“ ‘You’ll stay with him, won’t you, Clement?’ she said to me, ‘because I really must get back to the City.’ And away she and the biddable husband went. I noticed that he reached out and patted John’s insensible hand before he left.

“So that was it, and after a while the bandages came off, and the face you know was seen for the first time. He was no beauty before, but now he was like a man in a red mask, which has faded with time. I am sure Toronto plastic surgeons could have done a good deal for him in the years that followed, but the Parlabane family did nothing about it.”

“Didn’t make a fuss with the camp?”

“The people who owned the camp were friends; they didn’t want to injure them. John thought it a great injustice.”
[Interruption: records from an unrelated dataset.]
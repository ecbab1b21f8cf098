use async_trait::async_trait;
use chrono::NaiveDate;
use registrar_core::PaginationParams;
use registrar_models::{
    Admin, AdminId, Attendance, AttendanceId, ClassMeeting, ClassMeetingId, Enrollment,
    EnrollmentId, Grade, Intake, IntakeId, Lecturer, LecturerId, ResultId, ResultRecord,
    SessionOffering, SessionOfferingId, Student, StudentId,
};
use uuid::Uuid;

use crate::error::StoreError;

/// A principal whose password can be changed.
#[derive(Debug, Clone, Copy, PartialEq, Eq)]
pub enum Account {
    Admin(AdminId),
    Lecturer(LecturerId),
    Student(StudentId),
}

/// Persistence operations used by the API.
///
/// Getters return `StoreError::NotFound` for missing or soft-deleted rows.
/// List operations only return active rows, ordered by creation time.
/// `actor` is the id of the authenticated principal, stamped into audit columns.
#[async_trait]
pub trait RecordStore: Send + Sync {
    async fn find_admin_by_username(&self, username: &str) -> Result<Option<Admin>, StoreError>;

    async fn find_lecturer_by_email(&self, email: &str) -> Result<Option<Lecturer>, StoreError>;

    async fn find_student_by_code(&self, student_code: &str)
    -> Result<Option<Student>, StoreError>;

    async fn get_admin(&self, id: AdminId) -> Result<Admin, StoreError>;

    async fn get_lecturer(&self, id: LecturerId) -> Result<Lecturer, StoreError>;

    async fn get_student(&self, id: StudentId) -> Result<Student, StoreError>;

    async fn update_password(&self, account: Account, password_hash: &str)
    -> Result<(), StoreError>;

    async fn get_session_offering(&self, id: SessionOfferingId)
    -> Result<SessionOffering, StoreError>;

    /// Offerings taught by a lecturer, ordered by creation time.
    async fn list_offerings_by_lecturer(
        &self,
        lecturer_id: LecturerId,
        page: &PaginationParams,
    ) -> Result<Vec<SessionOffering>, StoreError>;

    async fn get_intake(&self, id: IntakeId) -> Result<Intake, StoreError>;

    async fn find_active_enrollment(
        &self,
        student_id: StudentId,
        session_offering_id: SessionOfferingId,
    ) -> Result<Option<Enrollment>, StoreError>;

    /// Inserts an enrollment and its empty result row atomically.
    ///
    /// Fails with `StoreError::Conflict` if the student already has an
    /// active enrollment in the offering, even when racing another call.
    async fn create_enrollment(
        &self,
        student_id: StudentId,
        session_offering_id: SessionOfferingId,
        actor: Uuid,
    ) -> Result<(Enrollment, ResultRecord), StoreError>;

    async fn get_enrollment(&self, id: EnrollmentId) -> Result<Enrollment, StoreError>;

    /// Soft-deletes an active enrollment and every active result it owns,
    /// atomically. Returns the number of results withdrawn.
    async fn withdraw_enrollment(&self, id: EnrollmentId, actor: Uuid) -> Result<u64, StoreError>;

    async fn list_enrollments_by_student(
        &self,
        student_id: StudentId,
        page: &PaginationParams,
    ) -> Result<Vec<Enrollment>, StoreError>;

    async fn list_enrollments_by_offering(
        &self,
        session_offering_id: SessionOfferingId,
        page: &PaginationParams,
    ) -> Result<Vec<Enrollment>, StoreError>;

    async fn get_result(&self, id: ResultId) -> Result<ResultRecord, StoreError>;

    async fn list_results_by_enrollment(
        &self,
        enrollment_id: EnrollmentId,
    ) -> Result<Vec<ResultRecord>, StoreError>;

    async fn list_results_by_student(
        &self,
        student_id: StudentId,
        page: &PaginationParams,
    ) -> Result<Vec<ResultRecord>, StoreError>;

    async fn update_result_marks(
        &self,
        id: ResultId,
        marks: i32,
        grade: Grade,
        actor: Uuid,
    ) -> Result<ResultRecord, StoreError>;

    /// Inserts a class meeting plus one unattended attendance row for every
    /// student actively enrolled in the offering at this moment, atomically.
    async fn create_class_with_attendance(
        &self,
        session_offering_id: SessionOfferingId,
        date: NaiveDate,
        actor: Uuid,
    ) -> Result<(ClassMeeting, Vec<Attendance>), StoreError>;

    async fn get_class(&self, id: ClassMeetingId) -> Result<ClassMeeting, StoreError>;

    async fn list_classes_by_offering(
        &self,
        session_offering_id: SessionOfferingId,
        page: &PaginationParams,
    ) -> Result<Vec<ClassMeeting>, StoreError>;

    async fn list_attendance_by_class(
        &self,
        class_meeting_id: ClassMeetingId,
    ) -> Result<Vec<Attendance>, StoreError>;

    async fn get_attendance(&self, id: AttendanceId) -> Result<Attendance, StoreError>;

    async fn update_attendance(
        &self,
        id: AttendanceId,
        attended: bool,
        actor: Uuid,
    ) -> Result<Attendance, StoreError>;
}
“And that was what made him the way he is?”

“In part, I suppose. Certainly it did nothing to make him otherwise. He and his Mother were cat and dog after that. He called her The Bitch Goddess, after Henry James’s Bitch Goddess Success. She was a success, in her terms. He insisted she had deserted him when he most needed her; she said to me more than once that she had seen that everything was done that could be done, and she thought he was making a great deal of a misfortune that could happen to anyone. But that’s by the way—though I suppose it throws some light on him, and on her, of course. The fact that he could not bear to tell you—though I am sure he told you in affecting terms about his other great betrayal by that egotistical catamite Henry Loewi III, the Beauty of Princeton—shows how much it affected him.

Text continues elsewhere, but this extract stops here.